▸ INPUT DATA
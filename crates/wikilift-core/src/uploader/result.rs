//! Result types for batch upload operations.

use std::path::PathBuf;

/// Report for one successfully processed file.
#[derive(Debug, Clone)]
pub struct FileReport {
    /// Source file.
    pub path: PathBuf,
    /// Resolved target page name (may contain `/` for nested pages).
    pub page_name: String,
    /// Remote page id; `None` in dry-run.
    pub page_id: Option<u64>,
    /// Whether the page was newly created; `None` in dry-run (existence
    /// is not checked without network access).
    pub created: Option<bool>,
    /// Web URL of the page, when the client can derive one.
    pub page_url: Option<String>,
    /// Attachment file names in upload order (planned names in
    /// dry-run).
    pub uploaded: Vec<String>,
    /// Occurrences rewritten to attachment references.
    pub rewritten: usize,
    /// Diagram blocks rendered successfully.
    pub diagrams_rendered: usize,
    /// Per-block conversion failures; the failed fence is left as-is.
    pub diagram_failures: Vec<String>,
    /// Non-fatal observations (missing local images, etc.).
    pub warnings: Vec<String>,
    /// Whether this was a dry-run.
    pub dry_run: bool,
}

/// Terminal state of one batch item.
#[derive(Debug, Clone)]
pub enum FileOutcome {
    /// Not yet processed.
    Pending,
    /// Processed and written (or planned, in dry-run).
    Succeeded(FileReport),
    /// Processing failed.
    Failed(String),
    /// Not processed because the batch aborted earlier.
    Skipped(String),
}

/// One discovered file and its outcome.
#[derive(Debug, Clone)]
pub struct BatchItem {
    pub path: PathBuf,
    pub outcome: FileOutcome,
}

impl BatchItem {
    pub(crate) fn pending(path: PathBuf) -> Self {
        Self {
            path,
            outcome: FileOutcome::Pending,
        }
    }
}

/// Ordered outcomes of one orchestrator invocation. Owned by that
/// invocation and discarded after the run; nothing is persisted.
#[derive(Debug, Clone, Default)]
pub struct BatchResult {
    pub items: Vec<BatchItem>,
}

impl BatchResult {
    /// Number of items in the batch.
    #[must_use]
    pub fn total(&self) -> usize {
        self.items.len()
    }

    /// Number of successfully processed files.
    #[must_use]
    pub fn succeeded(&self) -> usize {
        self.items
            .iter()
            .filter(|i| matches!(i.outcome, FileOutcome::Succeeded(_)))
            .count()
    }

    /// Number of failed files.
    #[must_use]
    pub fn failed(&self) -> usize {
        self.items
            .iter()
            .filter(|i| matches!(i.outcome, FileOutcome::Failed(_)))
            .count()
    }

    /// Number of files skipped after an abort.
    #[must_use]
    pub fn skipped(&self) -> usize {
        self.items
            .iter()
            .filter(|i| matches!(i.outcome, FileOutcome::Skipped(_)))
            .count()
    }

    /// Whether every item was processed without failure.
    #[must_use]
    pub fn is_success(&self) -> bool {
        self.failed() == 0 && self.skipped() == 0
    }
}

▸ WHAT YOU ARE ASKED TO DO
Output each line of the records above exactly, beginning at the first, and stop once the line containing "without network access)." has been output.

▸ WRITTEN SOLUTION
filename crates/wikilift-core/src/uploader/result.rs
//! Result types for batch upload operations.

use std::path::PathBuf;

/// Report for one successfully processed file.
#[derive(Debug, Clone)]
pub struct FileReport {
    /// Source file.
    pub path: PathBuf,
    /// Resolved target page name (may contain `/` for nested pages).
    pub page_name: String,
    /// Remote page id; `None` in dry-run.
    pub page_id: Option<u64>,
    /// Whether the page was newly created; `None` in dry-run (existence
    /// is not checked without network access).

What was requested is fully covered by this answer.